#### MATERIAL SHOWN

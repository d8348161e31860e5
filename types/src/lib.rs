//! Fundamental types for the splitpay distribution ledger.
//!
//! This crate defines the types shared across every other crate in the workspace:
//! addresses, assets, amount arithmetic, ledger parameters, and the variant set.

pub mod address;
pub mod amount;
pub mod asset;
pub mod error;
pub mod params;

pub use address::Address;
pub use amount::{apply_bps, checked_sum, Amount, BPS_DIVISOR, MAX_FEE_BPS, MAX_PAYEES};
pub use asset::Asset;
pub use error::SplitpayError;
pub use params::{LedgerParams, Variant};
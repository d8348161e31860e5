//! Persisted ledger state.
//!
//! A snapshot holds exactly the durable layout: owner, parameters, fee rate,
//! escrow balances, fee pools, and the premium registry. The event log is not
//! persisted. Entries are sorted so equal ledgers produce equal bytes.

use serde::{Deserialize, Serialize};
use splitpay_store::LedgerStore;
use splitpay_types::{Address, Amount, Asset, LedgerParams};

use crate::error::LedgerError;
use crate::fees::FeeBook;
use crate::ledger::Ledger;
use crate::state::LedgerState;

const SNAPSHOT_KEY: &[u8] = b"ledger_snapshot";

#[derive(Clone, Debug, PartialEq, Eq, Serialize, Deserialize)]
pub struct BalanceEntry {
    pub asset: Asset,
    pub payee: Address,
    pub amount: Amount,
}

#[derive(Clone, Debug, PartialEq, Eq, Serialize, Deserialize)]
pub struct FeePoolEntry {
    pub asset: Asset,
    pub amount: Amount,
}

#[derive(Clone, Debug, PartialEq, Eq, Serialize, Deserialize)]
pub struct LedgerSnapshot {
    pub owner: Address,
    pub params: LedgerParams,
    pub fee_bps: u16,
    pub balances: Vec<BalanceEntry>,
    pub fee_pools: Vec<FeePoolEntry>,
    pub premium_users: Vec<Address>,
}

impl Ledger {
    /// Capture the durable state.
    pub fn snapshot(&self) -> LedgerSnapshot {
        let state = self.state();
        let mut balances: Vec<BalanceEntry> = state
            .escrow
            .entries()
            .map(|(asset, payee, amount)| BalanceEntry {
                asset: *asset,
                payee: *payee,
                amount,
            })
            .collect();
        balances.sort_by(|a, b| (a.asset, a.payee).cmp(&(b.asset, b.payee)));

        let mut fee_pools: Vec<FeePoolEntry> = state
            .fees
            .pools()
            .map(|(asset, amount)| FeePoolEntry {
                asset: *asset,
                amount,
            })
            .collect();
        fee_pools.sort_by(|a, b| a.asset.cmp(&b.asset));

        let mut premium_users: Vec<Address> = state.fees.premium_users().copied().collect();
        premium_users.sort();

        LedgerSnapshot {
            owner: self.owner,
            params: self.params.clone(),
            fee_bps: state.fees.rate(),
            balances,
            fee_pools,
            premium_users,
        }
    }

    /// Rebuild a ledger from a snapshot, re-checking every bound.
    pub fn from_snapshot(snapshot: LedgerSnapshot) -> Result<Self, LedgerError> {
        snapshot.params.validate()?;
        if !snapshot.params.variant.has_fees()
            && (snapshot.fee_bps != 0 || !snapshot.fee_pools.is_empty())
        {
            return Err(LedgerError::Snapshot(format!(
                "{} variant cannot carry fee state",
                snapshot.params.variant
            )));
        }
        if !snapshot.params.variant.has_escrow() && !snapshot.balances.is_empty() {
            return Err(LedgerError::Snapshot(format!(
                "{} variant cannot carry escrow balances",
                snapshot.params.variant
            )));
        }

        let mut fees = FeeBook::new(snapshot.fee_bps)?;
        for user in snapshot.premium_users {
            fees.set_premium(user, true);
        }
        for pool in snapshot.fee_pools {
            fees.accrue(pool.asset, pool.amount)?;
        }
        let mut state = LedgerState::new(fees);
        for entry in snapshot.balances {
            state.escrow.credit(entry.asset, entry.payee, entry.amount)?;
        }
        Ok(Ledger::from_parts(snapshot.owner, snapshot.params, state))
    }

    /// Persist the durable state to a store.
    pub fn save_to_store(&self, store: &dyn LedgerStore) -> Result<(), LedgerError> {
        let bytes = bincode::serialize(&self.snapshot())
            .map_err(|e| LedgerError::Snapshot(e.to_string()))?;
        store.put_meta(SNAPSHOT_KEY, &bytes)?;
        Ok(())
    }

    /// Restore a ledger from a store. `None` if nothing was saved.
    pub fn load_from_store(store: &dyn LedgerStore) -> Result<Option<Self>, LedgerError> {
        let Some(bytes) = store.get_meta(SNAPSHOT_KEY)? else {
            return Ok(None);
        };
        let snapshot: LedgerSnapshot =
            bincode::deserialize(&bytes).map_err(|e| LedgerError::Snapshot(e.to_string()))?;
        Self::from_snapshot(snapshot).map(Some)
    }
}

#[cfg(test)]
mod tests {
    use super::*;
    use splitpay_types::Variant;

    fn owner() -> Address {
        Address::repeat_byte(0x0f)
    }

    fn snapshot(variant: Variant) -> LedgerSnapshot {
        LedgerSnapshot {
            owner: owner(),
            params: LedgerParams::for_variant(variant),
            fee_bps: 0,
            balances: vec![],
            fee_pools: vec![],
            premium_users: vec![],
        }
    }

    #[test]
    fn restores_books() {
        let mut snap = snapshot(Variant::EscrowFee);
        snap.fee_bps = 40;
        snap.balances.push(BalanceEntry {
            asset: Asset::Native,
            payee: Address::repeat_byte(1),
            amount: 500,
        });
        snap.fee_pools.push(FeePoolEntry {
            asset: Asset::Native,
            amount: 9,
        });
        snap.premium_users.push(Address::repeat_byte(2));

        let ledger = Ledger::from_snapshot(snap.clone()).unwrap();
        assert_eq!(ledger.fee(), 40);
        assert_eq!(ledger.balance_of(&Asset::Native, &Address::repeat_byte(1)), 500);
        assert_eq!(ledger.accumulated_fees(&Asset::Native), 9);
        assert!(ledger.is_premium_user(&Address::repeat_byte(2)));
        assert_eq!(ledger.snapshot(), snap);
    }

    #[test]
    fn rejects_rate_above_cap() {
        let mut snap = snapshot(Variant::Fee);
        snap.fee_bps = 101;
        assert!(matches!(Ledger::from_snapshot(snap), Err(LedgerError::InvalidFee(101))));
    }

    #[test]
    fn rejects_state_the_variant_cannot_hold() {
        let mut snap = snapshot(Variant::Plain);
        snap.fee_bps = 5;
        assert!(matches!(Ledger::from_snapshot(snap), Err(LedgerError::Snapshot(_))));

        let mut snap = snapshot(Variant::Fee);
        snap.balances.push(BalanceEntry {
            asset: Asset::Native,
            payee: Address::repeat_byte(1),
            amount: 1,
        });
        assert!(matches!(Ledger::from_snapshot(snap), Err(LedgerError::Snapshot(_))));
    }
}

########

| PROBLEM REQUIREMENTS |
What is needed is every line of the records above that contains the word "durable".

| RESPONSE AREA |
//! A snapshot holds exactly the durable layout: owner, parameters, fee rate,
    /// Capture the durable state.
    /// Persist the durable state to a store.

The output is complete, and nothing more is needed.